(PROVIDED RECORDS begins)

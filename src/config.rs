use crate::device::Orientation;
use crate::error::Result;
use config::{Config, Environment, File, FileFormat};
use serde::{Deserialize, Serialize};
use std::collections::HashMap;
use std::path::Path;
use tracing::{debug, info};

#[derive(Debug, Deserialize, Serialize, Clone)]
pub struct FoodwatchConfig {
    #[serde(default)]
    pub camera: CameraConfig,
    #[serde(default)]
    pub detection: DetectionConfig,
    #[serde(default)]
    pub workflow: WorkflowConfig,
    #[serde(default)]
    pub system: SystemConfig,
}

#[derive(Debug, Deserialize, Serialize, Clone)]
pub struct CameraConfig {
    /// Device identifier handed to the camera backend
    #[serde(default = "default_camera_device")]
    pub device: String,

    /// Initial camera orientation
    #[serde(default = "default_camera_orientation")]
    pub orientation: Orientation,

    /// Preferred resolution hint (width, height)
    #[serde(default = "default_camera_resolution")]
    pub ideal_resolution: (u32, u32),
}

#[derive(Debug, Deserialize, Serialize, Clone)]
pub struct DetectionConfig {
    /// Detection endpoint URL
    #[serde(default = "default_endpoint")]
    pub endpoint: String,

    /// Request timeout in milliseconds
    #[serde(default = "default_request_timeout_ms")]
    pub request_timeout_ms: u64,

    /// Alert threshold applied when a class has no per-class override
    #[serde(default = "default_alert_threshold")]
    pub alert_threshold: u32,

    /// Class names the detection model is trained on
    #[serde(default = "default_known_classes")]
    pub known_classes: Vec<String>,

    /// Per-class alert threshold overrides
    #[serde(default)]
    pub class_thresholds: HashMap<String, u32>,
}

#[derive(Debug, Deserialize, Serialize, Clone)]
pub struct WorkflowConfig {
    /// Delay before the impact estimate is revealed after the first
    /// notification, in milliseconds
    #[serde(default = "default_impact_reveal_delay_ms")]
    pub impact_reveal_delay_ms: u64,
}

#[derive(Debug, Deserialize, Serialize, Clone)]
pub struct SystemConfig {
    /// Event bus channel capacity
    #[serde(default = "default_event_bus_capacity")]
    pub event_bus_capacity: usize,
}

fn default_camera_device() -> String {
    "camera0".to_string()
}

fn default_camera_orientation() -> Orientation {
    Orientation::Rear
}

fn default_camera_resolution() -> (u32, u32) {
    (1280, 720)
}

fn default_endpoint() -> String {
    "http://127.0.0.1:5000/api/predict".to_string()
}

fn default_request_timeout_ms() -> u64 {
    30_000
}

fn default_alert_threshold() -> u32 {
    5
}

fn default_known_classes() -> Vec<String> {
    [
        "Apple",
        "Orange",
        "Banana",
        "Grape",
        "Strawberry",
        "Peach",
        "Pear",
        "Kiwi",
        "Pineapple",
        "Mango",
    ]
    .iter()
    .map(|s| s.to_string())
    .collect()
}

fn default_impact_reveal_delay_ms() -> u64 {
    1_000
}

fn default_event_bus_capacity() -> usize {
    100
}

impl Default for CameraConfig {
    fn default() -> Self {
        Self {
            device: default_camera_device(),
            orientation: default_camera_orientation(),
            ideal_resolution: default_camera_resolution(),
        }
    }
}

impl Default for DetectionConfig {
    fn default() -> Self {
        Self {
            endpoint: default_endpoint(),
            request_timeout_ms: default_request_timeout_ms(),
            alert_threshold: default_alert_threshold(),
            known_classes: default_known_classes(),
            class_thresholds: HashMap::new(),
        }
    }
}

impl Default for WorkflowConfig {
    fn default() -> Self {
        Self {
            impact_reveal_delay_ms: default_impact_reveal_delay_ms(),
        }
    }
}

impl Default for SystemConfig {
    fn default() -> Self {
        Self {
            event_bus_capacity: default_event_bus_capacity(),
        }
    }
}

impl Default for FoodwatchConfig {
    fn default() -> Self {
        Self {
            camera: CameraConfig::default(),
            detection: DetectionConfig::default(),
            workflow: WorkflowConfig::default(),
            system: SystemConfig::default(),
        }
    }
}

impl FoodwatchConfig {
    /// Load configuration from a TOML file with FOODWATCH_ environment
    /// variable overrides. A missing file falls back to defaults.
    pub fn load_from_file<P: AsRef<Path>>(path: P) -> Result<Self> {
        let path = path.as_ref();
        debug!("Loading configuration from: {}", path.display());

        let builder = Config::builder()
            .add_source(File::from(path).format(FileFormat::Toml).required(false))
            .add_source(Environment::with_prefix("FOODWATCH").separator("_"));

        let settings: FoodwatchConfig = builder.build()?.try_deserialize()?;
        settings.validate()?;

        info!("Configuration loaded (endpoint: {})", settings.detection.endpoint);
        Ok(settings)
    }

    /// Validate configuration values
    pub fn validate(&self) -> Result<()> {
        if self.detection.endpoint.is_empty() {
            return Err(config::ConfigError::Message(
                "detection.endpoint must not be empty".to_string(),
            )
            .into());
        }
        if self.camera.ideal_resolution.0 == 0 || self.camera.ideal_resolution.1 == 0 {
            return Err(config::ConfigError::Message(
                "camera.ideal_resolution must be non-zero".to_string(),
            )
            .into());
        }
        if self.detection.request_timeout_ms == 0 {
            return Err(config::ConfigError::Message(
                "detection.request_timeout_ms must be non-zero".to_string(),
            )
            .into());
        }
        if self.system.event_bus_capacity == 0 {
            return Err(config::ConfigError::Message(
                "system.event_bus_capacity must be non-zero".to_string(),
            )
            .into());
        }
        Ok(())
    }

    /// Threshold for a class, falling back to the global default
    pub fn threshold_for(&self, class_name: &str) -> u32 {
        self.detection
            .class_thresholds
            .get(class_name)
            .copied()
            .unwrap_or(self.detection.alert_threshold)
    }

    /// Every known class paired with its effective alert threshold
    pub fn watched_classes(&self) -> Vec<(String, u32)> {
        self.detection
            .known_classes
            .iter()
            .map(|class_name| (class_name.clone(), self.threshold_for(class_name)))
            .collect()
    }

    /// Default configuration rendered as TOML for --print-config
    pub fn default_toml() -> Result<String> {
        Ok(toml::to_string_pretty(&FoodwatchConfig::default())?)
    }
}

(PROVIDED RECORDS ends)

All lines that contain the word "SystemConfig" must be copied from the records above.

    pub system: SystemConfig,
pub struct SystemConfig {
impl Default for SystemConfig {
            system: SystemConfig::default(),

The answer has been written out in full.